Start of Block

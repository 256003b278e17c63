use crate::{database::Database, redis_client::RedisClient};
use tracing::info;

pub mod events;
pub mod tickets;

#[derive(Clone)]
pub struct CacheService {
    redis: RedisClient,
    db: Database,
}

impl CacheService {
    pub fn new(redis: RedisClient, db: Database) -> Self {
        Self { redis, db }
    }

    // Прогрев кеша при старте
    pub async fn warmup_cache(&self) {
        info!("Starting cache warmup...");

        // Каталог событий — самая горячая выборка
        let _ = self.get_events().await;

        info!("Cache warmup done");
    }
}
use serde::{Deserialize, Serialize};

use crate::aspects::Aspect;
use crate::geocoding::ResolvedLocation;
use crate::houses::{HouseAssignment, HouseWheel};
use crate::positions::BodyRecord;
use crate::time::{AstronomicalTime, BirthMoment};

/// Incoming chart request.
#[derive(Debug, Clone, PartialEq, Serialize, Deserialize)]
pub struct ChartRequest {
    /// Display name echoed back on the chart.
    pub name: String,
    /// `YYYY-MM-DD`
    pub birth_date: String,
    /// `HH:MM`
    pub birth_time: String,
    /// Free-text birth place, Arabic or Latin script.
    pub location: String,
}

/// A fully assembled natal chart.
///
/// Immutable once built, owned by the request/response cycle; nothing is
/// persisted or cached.
#[derive(Debug, Clone, PartialEq, Serialize, Deserialize)]
pub struct Chart {
    pub name: String,
    pub moment: BirthMoment,
    pub location: ResolvedLocation,
    pub time: AstronomicalTime,
    /// One record per body, chart order.
    pub bodies: Vec<BodyRecord>,
    pub houses: HouseWheel,
    /// One assignment per resolved body.
    pub assignments: Vec<HouseAssignment>,
    pub aspects: Vec<Aspect>,
}
use astraea_core::aspects::{AspectDetector, AspectKind, OrbPolicy};
use astraea_core::bodies::CelestialBody;
use astraea_core::error::ChartError;
use astraea_core::positions::BodyPosition;

fn detector() -> AspectDetector {
    AspectDetector::new(OrbPolicy::default())
}

#[test]
fn opposite_bodies_classify_as_opposition() {
    let positions = [
        BodyPosition::new(CelestialBody::Sun, 10.0),
        BodyPosition::new(CelestialBody::Moon, 190.0),
    ];
    let aspects = detector().detect(&positions);

    assert_eq!(aspects.len(), 1);
    assert_eq!(aspects[0].kind, AspectKind::Opposition);
    assert!((aspects[0].separation - 180.0).abs() < 1e-12);
    assert!(aspects[0].orb < 1e-12);
}

#[test]
fn sixty_degree_separation_is_a_sextile() {
    let positions = [
        BodyPosition::new(CelestialBody::Sun, 10.0),
        BodyPosition::new(CelestialBody::Mercury, 70.0),
    ];
    let aspects = detector().detect(&positions);

    assert_eq!(aspects.len(), 1);
    assert_eq!(aspects[0].kind, AspectKind::Sextile);
}

#[test]
fn separation_at_orb_boundary_is_not_an_aspect() {
    // 85 degrees sits exactly at the default 5-degree orb of a square
    let positions = [
        BodyPosition::new(CelestialBody::Sun, 10.0),
        BodyPosition::new(CelestialBody::Venus, 95.0),
    ];
    assert!(detector().detect(&positions).is_empty());
}

#[test]
fn separation_inside_orb_is_a_square() {
    let positions = [
        BodyPosition::new(CelestialBody::Sun, 10.0),
        BodyPosition::new(CelestialBody::Venus, 96.0),
    ];
    let aspects = detector().detect(&positions);

    assert_eq!(aspects.len(), 1);
    assert_eq!(aspects[0].kind, AspectKind::Square);
    assert!((aspects[0].separation - 86.0).abs() < 1e-12);
    assert!((aspects[0].orb - 4.0).abs() < 1e-12);
}

#[test]
fn conjunction_wraps_through_zero() {
    let positions = [
        BodyPosition::new(CelestialBody::Sun, 359.0),
        BodyPosition::new(CelestialBody::Moon, 2.0),
    ];
    let aspects = detector().detect(&positions);

    assert_eq!(aspects.len(), 1);
    assert_eq!(aspects[0].kind, AspectKind::Conjunction);
    assert!((aspects[0].separation - 3.0).abs() < 1e-12);
}

#[test]
fn each_pair_appears_at_most_once_in_chart_order() {
    let positions = [
        BodyPosition::new(CelestialBody::Sun, 10.0),
        BodyPosition::new(CelestialBody::Moon, 190.0),
        BodyPosition::new(CelestialBody::Mars, 70.0),
    ];
    let aspects = detector().detect(&positions);

    for aspect in &aspects {
        assert!(
            aspect.first.index() < aspect.second.index(),
            "{:?} precedes {:?}",
            aspect.first,
            aspect.second
        );
    }
    // no (B, A) duplicate of any (A, B)
    for (i, a) in aspects.iter().enumerate() {
        for b in &aspects[i + 1..] {
            assert!(!(a.first == b.second && a.second == b.first));
        }
    }
}

#[test]
fn unaspected_pairs_produce_nothing() {
    let positions = [
        BodyPosition::new(CelestialBody::Sun, 0.0),
        BodyPosition::new(CelestialBody::Moon, 40.0),
    ];
    assert!(detector().detect(&positions).is_empty());
}

#[test]
fn orb_policy_rejects_overlapping_configurations() {
    assert!(matches!(
        OrbPolicy::new(15.0),
        Err(ChartError::InvalidOrb { .. })
    ));
    assert!(matches!(
        OrbPolicy::new(20.0),
        Err(ChartError::InvalidOrb { .. })
    ));
    assert!(matches!(
        OrbPolicy::new(0.0),
        Err(ChartError::InvalidOrb { .. })
    ));
    assert!(matches!(
        OrbPolicy::new(-1.0),
        Err(ChartError::InvalidOrb { .. })
    ));
    assert!(OrbPolicy::new(14.9).is_ok());
    assert!(OrbPolicy::new(3.0).is_ok());
}

#[test]
fn wider_orb_admits_looser_aspects() {
    let wide = AspectDetector::new(OrbPolicy::new(8.0).unwrap());
    let positions = [
        BodyPosition::new(CelestialBody::Sun, 10.0),
        BodyPosition::new(CelestialBody::Venus, 97.0),
    ];
    let aspects = wide.detect(&positions);
    assert_eq!(aspects.len(), 1);
    assert_eq!(aspects[0].kind, AspectKind::Square);
}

End of Block

TASK TO COMPLETE - Write the listing out again in full, exactly as it stands above.

YOUR RESPONSE -
repository 256003b278e17c63
use crate::{database::Database, redis_client::RedisClient};
use tracing::info;

pub mod events;
pub mod tickets;

#[derive(Clone)]
pub struct CacheService {
    redis: RedisClient,
    db: Database,
}

impl CacheService {
    pub fn new(redis: RedisClient, db: Database) -> Self {
        Self { redis, db }
    }

    // Прогрев кеша при старте
    pub async fn warmup_cache(&self) {
        info!("Starting cache warmup...");

        // Каталог событий — самая горячая выборка
        let _ = self.get_events().await;

        info!("Cache warmup done");
    }
}
use serde::{Deserialize, Serialize};

use crate::aspects::Aspect;
use crate::geocoding::ResolvedLocation;
use crate::houses::{HouseAssignment, HouseWheel};
use crate::positions::BodyRecord;
use crate::time::{AstronomicalTime, BirthMoment};

/// Incoming chart request.
#[derive(Debug, Clone, PartialEq, Serialize, Deserialize)]
pub struct ChartRequest {
    /// Display name echoed back on the chart.
    pub name: String,
    /// `YYYY-MM-DD`
    pub birth_date: String,
    /// `HH:MM`
    pub birth_time: String,
    /// Free-text birth place, Arabic or Latin script.
    pub location: String,
}

/// A fully assembled natal chart.
///
/// Immutable once built, owned by the request/response cycle; nothing is
/// persisted or cached.
#[derive(Debug, Clone, PartialEq, Serialize, Deserialize)]
pub struct Chart {
    pub name: String,
    pub moment: BirthMoment,
    pub location: ResolvedLocation,
    pub time: AstronomicalTime,
    /// One record per body, chart order.
    pub bodies: Vec<BodyRecord>,
    pub houses: HouseWheel,
    /// One assignment per resolved body.
    pub assignments: Vec<HouseAssignment>,
    pub aspects: Vec<Aspect>,
}
use astraea_core::aspects::{AspectDetector, AspectKind, OrbPolicy};
use astraea_core::bodies::CelestialBody;
use astraea_core::error::ChartError;
use astraea_core::positions::BodyPosition;

fn detector() -> AspectDetector {
    AspectDetector::new(OrbPolicy::default())
}

#[test]
fn opposite_bodies_classify_as_opposition() {
    let positions = [
        BodyPosition::new(CelestialBody::Sun, 10.0),
        BodyPosition::new(CelestialBody::Moon, 190.0),
    ];
    let aspects = detector().detect(&positions);

    assert_eq!(aspects.len(), 1);
    assert_eq!(aspects[0].kind, AspectKind::Opposition);
    assert!((aspects[0].separation - 180.0).abs() < 1e-12);
    assert!(aspects[0].orb < 1e-12);
}

#[test]
fn sixty_degree_separation_is_a_sextile() {
    let positions = [
        BodyPosition::new(CelestialBody::Sun, 10.0),
        BodyPosition::new(CelestialBody::Mercury, 70.0),
    ];
    let aspects = detector().detect(&positions);

    assert_eq!(aspects.len(), 1);
    assert_eq!(aspects[0].kind, AspectKind::Sextile);
}

#[test]
fn separation_at_orb_boundary_is_not_an_aspect() {
    // 85 degrees sits exactly at the default 5-degree orb of a square
    let positions = [
        BodyPosition::new(CelestialBody::Sun, 10.0),
        BodyPosition::new(CelestialBody::Venus, 95.0),
    ];
    assert!(detector().detect(&positions).is_empty());
}

#[test]
fn separation_inside_orb_is_a_square() {
    let positions = [
        BodyPosition::new(CelestialBody::Sun, 10.0),
        BodyPosition::new(CelestialBody::Venus, 96.0),
    ];
    let aspects = detector().detect(&positions);

    assert_eq!(aspects.len(), 1);
    assert_eq!(aspects[0].kind, AspectKind::Square);
    assert!((aspects[0].separation - 86.0).abs() < 1e-12);
    assert!((aspects[0].orb - 4.0).abs() < 1e-12);
}

#[test]
fn conjunction_wraps_through_zero() {
    let positions = [
        BodyPosition::new(CelestialBody::Sun, 359.0),
        BodyPosition::new(CelestialBody::Moon, 2.0),
    ];
    let aspects = detector().detect(&positions);

    assert_eq!(aspects.len(), 1);
    assert_eq!(aspects[0].kind, AspectKind::Conjunction);
    assert!((aspects[0].separation - 3.0).abs() < 1e-12);
}

#[test]
fn each_pair_appears_at_most_once_in_chart_order() {
    let positions = [
        BodyPosition::new(CelestialBody::Sun, 10.0),
        BodyPosition::new(CelestialBody::Moon, 190.0),
        BodyPosition::new(CelestialBody::Mars, 70.0),
    ];
    let aspects = detector().detect(&positions);

    for aspect in &aspects {
        assert!(
            aspect.first.index() < aspect.second.index(),
            "{:?} precedes {:?}",
            aspect.first,
            aspect.second
        );
    }
    // no (B, A) duplicate of any (A, B)
    for (i, a) in aspects.iter().enumerate() {
        for b in &aspects[i + 1..] {
            assert!(!(a.first == b.second && a.second == b.first));
        }
    }
}

#[test]
fn unaspected_pairs_produce_nothing() {
    let positions = [
        BodyPosition::new(CelestialBody::Sun, 0.0),
        BodyPosition::new(CelestialBody::Moon, 40.0),
    ];
    assert!(detector().detect(&positions).is_empty());
}

#[test]
fn orb_policy_rejects_overlapping_configurations() {
    assert!(matches!(
        OrbPolicy::new(15.0),
        Err(ChartError::InvalidOrb { .. })
    ));
    assert!(matches!(
        OrbPolicy::new(20.0),
        Err(ChartError::InvalidOrb { .. })
    ));
    assert!(matches!(
        OrbPolicy::new(0.0),
        Err(ChartError::InvalidOrb { .. })
    ));
    assert!(matches!(
        OrbPolicy::new(-1.0),
        Err(ChartError::InvalidOrb { .. })
    ));
    assert!(OrbPolicy::new(14.9).is_ok());
    assert!(OrbPolicy::new(3.0).is_ok());
}

#[test]
fn wider_orb_admits_looser_aspects() {
    let wide = AspectDetector::new(OrbPolicy::new(8.0).unwrap());
    let positions = [
        BodyPosition::new(CelestialBody::Sun, 10.0),
        BodyPosition::new(CelestialBody::Venus, 97.0),
    ];
    let aspects = wide.detect(&positions);
    assert_eq!(aspects.len(), 1);
    assert_eq!(aspects[0].kind, AspectKind::Square);
}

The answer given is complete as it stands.